Sigmoid (Logistic)¶
Formula¶
\[
\sigma(x)=\frac{1}{1+e^{-x}}
\]
Plot¶
fn: 1/(1+exp(-x))
xmin: -6
xmax: 6
ymin: -0.1
ymax: 1.1
height: 280
title: Sigmoid(x)
Parameters¶
- \(x\): scalar input (applied elementwise)
What it means¶
Sigmoid maps real numbers to \((0,1)\), making outputs interpretable as probabilities in binary settings.
What it's used for¶
- Binary classification output layers.
- Gates in recurrent architectures (e.g., LSTM/GRU).
Key properties¶
- Smooth, monotonic, bounded in \((0,1)\).
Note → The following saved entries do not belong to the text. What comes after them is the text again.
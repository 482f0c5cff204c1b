//! Compute backend abstraction.
//!
//! Layers and the hierarchy never touch tensor storage directly. They
//! describe each kernel launch as a [`Dispatch`] (one argument struct per
//! entry point, fields named by role) and hand it to a [`ComputeBackend`].
//! Backends reject a dispatch that binds one tensor as both input and
//! output, which keeps every kernel a pure function of its read set.

use tracing::warn;

#[cfg(feature = "serde")]
use serde::{Deserialize, Serialize};

use crate::config::ActivationParams;
use crate::error::BackendError;
use crate::field::ReceptiveField;
use crate::host::HostBackend;
use crate::tensor::{Extent, Shape, Tensor};

/// Where kernels run.
#[derive(Debug, Clone, Copy, PartialEq, Eq, Default)]
#[cfg_attr(feature = "serde", derive(Serialize, Deserialize))]
#[cfg_attr(feature = "serde", serde(rename_all = "snake_case"))]
pub enum ExecutionTier {
    /// Host, one unit after another.
    #[default]
    Scalar,
    /// Host, units spread over the rayon pool (requires the `parallel` feature).
    Parallel,
    /// wgpu compute shaders (requires the `gpu` feature).
    Gpu,
}

impl ExecutionTier {
    pub fn parse(s: &str) -> Option<Self> {
        match s {
            "scalar" => Some(Self::Scalar),
            "parallel" => Some(Self::Parallel),
            "gpu" => Some(Self::Gpu),
            _ => None,
        }
    }
}

/// Named kernel entry points.
#[derive(Debug, Clone, Copy, PartialEq, Eq, Hash)]
pub enum KernelEntry {
    RandomFill,
    EActivate,
    IActivate,
    ELearn,
    ILearn,
    Predict,
    PredictionLearn,
    SumActivity,
    EncodeInput,
}

const ENTRY_COUNT: usize = 9;

impl KernelEntry {
    pub const ALL: [KernelEntry; ENTRY_COUNT] = [
        KernelEntry::RandomFill,
        KernelEntry::EActivate,
        KernelEntry::IActivate,
        KernelEntry::ELearn,
        KernelEntry::ILearn,
        KernelEntry::Predict,
        KernelEntry::PredictionLearn,
        KernelEntry::SumActivity,
        KernelEntry::EncodeInput,
    ];

    pub fn name(self) -> &'static str {
        match self {
            KernelEntry::RandomFill => "random_fill",
            KernelEntry::EActivate => "e_activate",
            KernelEntry::IActivate => "i_activate",
            KernelEntry::ELearn => "e_learn",
            KernelEntry::ILearn => "i_learn",
            KernelEntry::Predict => "predict",
            KernelEntry::PredictionLearn => "prediction_learn",
            KernelEntry::SumActivity => "sum_activity",
            KernelEntry::EncodeInput => "encode_input",
        }
    }
}

/// Opaque handle to a compiled entry point.
#[derive(Debug, Clone, Copy, PartialEq, Eq)]
pub struct KernelHandle(pub u32);

/// Compiled entry points of one backend, fixed once the backend exists.
#[derive(Debug, Clone, Default)]
pub struct KernelTable {
    handles: [Option<KernelHandle>; ENTRY_COUNT],
}

impl KernelTable {
    pub fn insert(&mut self, entry: KernelEntry, handle: KernelHandle) {
        self.handles[entry as usize] = Some(handle);
    }

    pub fn get(&self, entry: KernelEntry) -> Result<KernelHandle, BackendError> {
        self.handles[entry as usize].ok_or(BackendError::MissingEntryPoint(entry.name()))
    }

    pub fn contains(&self, entry: KernelEntry) -> bool {
        self.handles[entry as usize].is_some()
    }
}

/// Device operations the simulation needs.
pub trait ComputeBackend {
    fn name(&self) -> &str;

    fn kernels(&self) -> &KernelTable;

    /// Allocates a zero-filled tensor.
    fn allocate(&mut self, shape: Shape) -> Result<Tensor, BackendError>;

    fn fill(&mut self, tensor: Tensor, value: f32) -> Result<(), BackendError>;

    fn copy(&mut self, src: Tensor, dst: Tensor) -> Result<(), BackendError>;

    fn upload(&mut self, data: &[f32], tensor: Tensor) -> Result<(), BackendError>;

    /// Blocks until the tensor contents are on the host.
    fn readback(&mut self, tensor: Tensor) -> Result<Vec<f32>, BackendError>;

    fn dispatch(&mut self, call: &Dispatch) -> Result<(), BackendError>;

    /// Allocates a tensor and uploads `data` into it.
    fn allocate_with(&mut self, shape: Shape, data: &[f32]) -> Result<Tensor, BackendError> {
        let tensor = self.allocate(shape)?;
        self.upload(data, tensor)?;
        Ok(tensor)
    }
}

/// Opens a backend for `tier`.
///
/// A GPU request without an adapter (or without the `gpu` feature) falls
/// back to the scalar host backend.
pub fn open_backend(tier: ExecutionTier, gpu_capacity: usize) -> Box<dyn ComputeBackend> {
    match tier {
        ExecutionTier::Scalar | ExecutionTier::Parallel => Box::new(HostBackend::new(tier)),
        ExecutionTier::Gpu => {
            #[cfg(feature = "gpu")]
            {
                match crate::gpu::GpuBackend::new(gpu_capacity) {
                    Ok(gpu) => return Box::new(gpu),
                    Err(e) => warn!("GPU backend unavailable ({e}); using scalar host backend"),
                }
            }
            #[cfg(not(feature = "gpu"))]
            {
                let _ = gpu_capacity;
                warn!("built without the `gpu` feature; using scalar host backend");
            }
            Box::new(HostBackend::new(ExecutionTier::Scalar))
        }
    }
}

/// Tensors of one neuron population touched by an activation pass.
#[derive(Debug, Clone, Copy)]
pub struct PopulationIo {
    pub activations_prev: Tensor,
    pub states_prev: Tensor,
    pub short_prev: Tensor,
    pub long_prev: Tensor,
    pub thresholds: Tensor,
    pub activations: Tensor,
    pub states: Tensor,
    pub short: Tensor,
    pub long: Tensor,
}

impl PopulationIo {
    fn reads(&self) -> [Tensor; 5] {
        [
            self.activations_prev,
            self.states_prev,
            self.short_prev,
            self.long_prev,
            self.thresholds,
        ]
    }

    fn writes(&self) -> [Tensor; 4] {
        [self.activations, self.states, self.short, self.long]
    }
}

#[derive(Debug, Clone, Copy)]
pub struct RandomFillArgs {
    pub tensor: Tensor,
    pub min: f32,
    pub max: f32,
    pub seed: [u32; 2],
    /// Separates tensors filled from the same seed.
    pub stream: u32,
}

#[derive(Debug, Clone, Copy)]
pub struct EActivateArgs {
    pub feed_forward: Tensor,
    pub i_states: Tensor,
    pub ff_weights: Tensor,
    pub fb_weights: Tensor,
    pub population: PopulationIo,
    pub ff_field: ReceptiveField,
    pub fb_field: ReceptiveField,
    pub params: ActivationParams,
}

#[derive(Debug, Clone, Copy)]
pub struct IActivateArgs {
    /// Excitatory states written earlier in the same step.
    pub e_states: Tensor,
    pub feed_back: Tensor,
    pub ff_weights: Tensor,
    pub lateral_weights: Tensor,
    pub fb_weights: Tensor,
    pub population: PopulationIo,
    pub ff_field: ReceptiveField,
    pub lateral_field: ReceptiveField,
    pub fb_field: ReceptiveField,
    pub params: ActivationParams,
}

#[derive(Debug, Clone, Copy)]
pub struct ELearnArgs {
    pub ff_short: Tensor,
    pub e_short: Tensor,
    pub e_long: Tensor,
    pub i_short: Tensor,
    pub ff_weights_prev: Tensor,
    pub fb_weights_prev: Tensor,
    pub thresholds_prev: Tensor,
    pub ff_weights: Tensor,
    pub fb_weights: Tensor,
    pub thresholds: Tensor,
    pub ff_field: ReceptiveField,
    pub fb_field: ReceptiveField,
    pub alpha: f32,
    pub beta: f32,
    pub delta: f32,
    pub sparsity: f32,
}

#[derive(Debug, Clone, Copy)]
pub struct ILearnArgs {
    pub fb_short: Tensor,
    pub fb_long: Tensor,
    pub e_short: Tensor,
    pub i_short: Tensor,
    pub i_long: Tensor,
    pub ff_weights_prev: Tensor,
    pub lateral_weights_prev: Tensor,
    pub fb_weights_prev: Tensor,
    pub thresholds_prev: Tensor,
    pub ff_weights: Tensor,
    pub lateral_weights: Tensor,
    pub fb_weights: Tensor,
    pub thresholds: Tensor,
    pub ff_field: ReceptiveField,
    pub lateral_field: ReceptiveField,
    pub fb_field: ReceptiveField,
    pub alpha: f32,
    pub beta: f32,
    pub gamma: f32,
    pub delta: f32,
    pub sparsity: f32,
}

#[derive(Debug, Clone, Copy)]
pub struct PredictArgs {
    pub e_activity: Tensor,
    pub i_activity: Tensor,
    pub e_weights: Tensor,
    pub i_weights: Tensor,
    pub prediction: Tensor,
    pub e_field: ReceptiveField,
    pub i_field: ReceptiveField,
}

#[derive(Debug, Clone, Copy)]
pub struct PredictionLearnArgs {
    pub e_source: Tensor,
    pub i_source: Tensor,
    pub truth: Tensor,
    pub prediction_prev: Tensor,
    pub e_weights_prev: Tensor,
    pub i_weights_prev: Tensor,
    pub e_weights: Tensor,
    pub i_weights: Tensor,
    pub e_field: ReceptiveField,
    pub i_field: ReceptiveField,
    pub alpha: f32,
}

#[derive(Debug, Clone, Copy)]
pub struct SumActivityArgs {
    pub states: Tensor,
    pub sums_prev: Tensor,
    pub sums: Tensor,
    pub scale: f32,
}

#[derive(Debug, Clone, Copy)]
pub struct EncodeInputArgs {
    pub input: Tensor,
    pub timers_prev: Tensor,
    pub history_prev: Tensor,
    pub timers: Tensor,
    pub spikes: Tensor,
    pub history: Tensor,
    pub history_rate: f32,
}

/// One kernel launch.
#[derive(Debug, Clone, Copy)]
pub enum Dispatch {
    RandomFill(RandomFillArgs),
    EActivate(EActivateArgs),
    IActivate(IActivateArgs),
    ELearn(ELearnArgs),
    ILearn(ILearnArgs),
    Predict(PredictArgs),
    PredictionLearn(PredictionLearnArgs),
    SumActivity(SumActivityArgs),
    EncodeInput(EncodeInputArgs),
}

impl Dispatch {
    pub fn entry(&self) -> KernelEntry {
        match self {
            Dispatch::RandomFill(_) => KernelEntry::RandomFill,
            Dispatch::EActivate(_) => KernelEntry::EActivate,
            Dispatch::IActivate(_) => KernelEntry::IActivate,
            Dispatch::ELearn(_) => KernelEntry::ELearn,
            Dispatch::ILearn(_) => KernelEntry::ILearn,
            Dispatch::Predict(_) => KernelEntry::Predict,
            Dispatch::PredictionLearn(_) => KernelEntry::PredictionLearn,
            Dispatch::SumActivity(_) => KernelEntry::SumActivity,
            Dispatch::EncodeInput(_) => KernelEntry::EncodeInput,
        }
    }

    /// Tensors the kernel reads.
    pub fn reads(&self) -> Vec<Tensor> {
        match self {
            Dispatch::RandomFill(_) => Vec::new(),
            Dispatch::EActivate(a) => {
                let mut v = vec![a.feed_forward, a.i_states, a.ff_weights, a.fb_weights];
                v.extend(a.population.reads());
                v
            }
            Dispatch::IActivate(a) => {
                let mut v = vec![
                    a.e_states,
                    a.feed_back,
                    a.ff_weights,
                    a.lateral_weights,
                    a.fb_weights,
                ];
                v.extend(a.population.reads());
                v
            }
            Dispatch::ELearn(a) => vec![
                a.ff_short,
                a.e_short,
                a.e_long,
                a.i_short,
                a.ff_weights_prev,
                a.fb_weights_prev,
                a.thresholds_prev,
            ],
            Dispatch::ILearn(a) => vec![
                a.fb_short,
                a.fb_long,
                a.e_short,
                a.i_short,
                a.i_long,
                a.ff_weights_prev,
                a.lateral_weights_prev,
                a.fb_weights_prev,
                a.thresholds_prev,
            ],
            Dispatch::Predict(a) => vec![a.e_activity, a.i_activity, a.e_weights, a.i_weights],
            Dispatch::PredictionLearn(a) => vec![
                a.e_source,
                a.i_source,
                a.truth,
                a.prediction_prev,
                a.e_weights_prev,
                a.i_weights_prev,
            ],
            Dispatch::SumActivity(a) => vec![a.states, a.sums_prev],
            Dispatch::EncodeInput(a) => vec![a.input, a.timers_prev, a.history_prev],
        }
    }

    /// Tensors the kernel writes.
    pub fn writes(&self) -> Vec<Tensor> {
        match self {
            Dispatch::RandomFill(a) => vec![a.tensor],
            Dispatch::EActivate(a) => a.population.writes().to_vec(),
            Dispatch::IActivate(a) => a.population.writes().to_vec(),
            Dispatch::ELearn(a) => vec![a.ff_weights, a.fb_weights, a.thresholds],
            Dispatch::ILearn(a) => vec![
                a.ff_weights,
                a.lateral_weights,
                a.fb_weights,
                a.thresholds,
            ],
            Dispatch::Predict(a) => vec![a.prediction],
            Dispatch::PredictionLearn(a) => vec![a.e_weights, a.i_weights],
            Dispatch::SumActivity(a) => vec![a.sums],
            Dispatch::EncodeInput(a) => vec![a.timers, a.spikes, a.history],
        }
    }

    /// Units the kernel runs over; one independent task each.
    pub fn extent(&self) -> Extent {
        match self {
            Dispatch::RandomFill(a) => a.tensor.extent(),
            Dispatch::EActivate(a) => a.population.states.extent(),
            Dispatch::IActivate(a) => a.population.states.extent(),
            Dispatch::ELearn(a) => a.thresholds.extent(),
            Dispatch::ILearn(a) => a.thresholds.extent(),
            Dispatch::Predict(a) => a.prediction.extent(),
            Dispatch::PredictionLearn(a) => a.e_weights.extent(),
            Dispatch::SumActivity(a) => a.sums.extent(),
            Dispatch::EncodeInput(a) => a.spikes.extent(),
        }
    }

    /// Fails if a written tensor is also read, or written twice.
    pub fn check_isolation(&self) -> Result<(), BackendError> {
        let reads = self.reads();
        let writes = self.writes();
        for (n, w) in writes.iter().enumerate() {
            let aliased =
                reads.iter().any(|r| r.id() == w.id()) || writes[..n].iter().any(|o| o.id() == w.id());
            if aliased {
                return Err(BackendError::Aliased {
                    entry: self.entry().name(),
                    tensor: w.id(),
                });
            }
        }
        Ok(())
    }
}

#[cfg(test)]
mod tests {
    use super::*;

    fn t(id: u32) -> Tensor {
        Tensor::new(id, Extent::new(2, 2).field())
    }

    #[test]
    fn kernel_table_reports_missing_entries() {
        let mut table = KernelTable::default();
        table.insert(KernelEntry::Predict, KernelHandle(3));
        assert_eq!(table.get(KernelEntry::Predict).ok(), Some(KernelHandle(3)));
        match table.get(KernelEntry::ELearn) {
            Err(BackendError::MissingEntryPoint(name)) => assert_eq!(name, "e_learn"),
            other => panic!("unexpected {other:?}"),
        }
    }

    #[test]
    fn isolation_rejects_read_write_alias() {
        let call = Dispatch::SumActivity(SumActivityArgs {
            states: t(0),
            sums_prev: t(1),
            sums: t(1),
            scale: 1.0,
        });
        assert!(matches!(
            call.check_isolation(),
            Err(BackendError::Aliased { tensor: 1, .. })
        ));
    }

    #[test]
    fn isolation_rejects_duplicate_writes() {
        let call = Dispatch::EncodeInput(EncodeInputArgs {
            input: t(0),
            timers_prev: t(1),
            history_prev: t(2),
            timers: t(3),
            spikes: t(3),
            history: t(4),
            history_rate: 0.1,
        });
        assert!(call.check_isolation().is_err());
    }

    #[test]
    fn isolation_accepts_disjoint_sets() {
        let call = Dispatch::SumActivity(SumActivityArgs {
            states: t(0),
            sums_prev: t(1),
            sums: t(2),
            scale: 0.5,
        });
        assert!(call.check_isolation().is_ok());
        assert_eq!(call.extent(), Extent::new(2, 2));
    }

    #[test]
    fn tier_parses_cli_names() {
        assert_eq!(ExecutionTier::parse("parallel"), Some(ExecutionTier::Parallel));
        assert_eq!(ExecutionTier::parse("tpu"), None);
    }
}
- Derivative: \(\sigma'(x)=\sigma(x)(1-\sigma(x))\).
Common gotchas¶
- Saturates for large \(|x|\), causing small gradients.
- Less common for deep hidden layers than ReLU/GELU.
Example¶
\(\sigma(0)=0.5\), \(\sigma(4)\approx 0.982\).
How to Compute (Pseudocode)¶
Input: tensor/vector x
Output: y = sigmoid(x) applied elementwise
for each element x_i in x:
y_i <- 1 / (1 + exp(-x_i))
return y
Complexity¶
- Time: \(O(m)\) elementwise operations for \(m\) inputs
- Space: \(O(m)\) for the output tensor/vector (or \(O(1)\) extra if done in place)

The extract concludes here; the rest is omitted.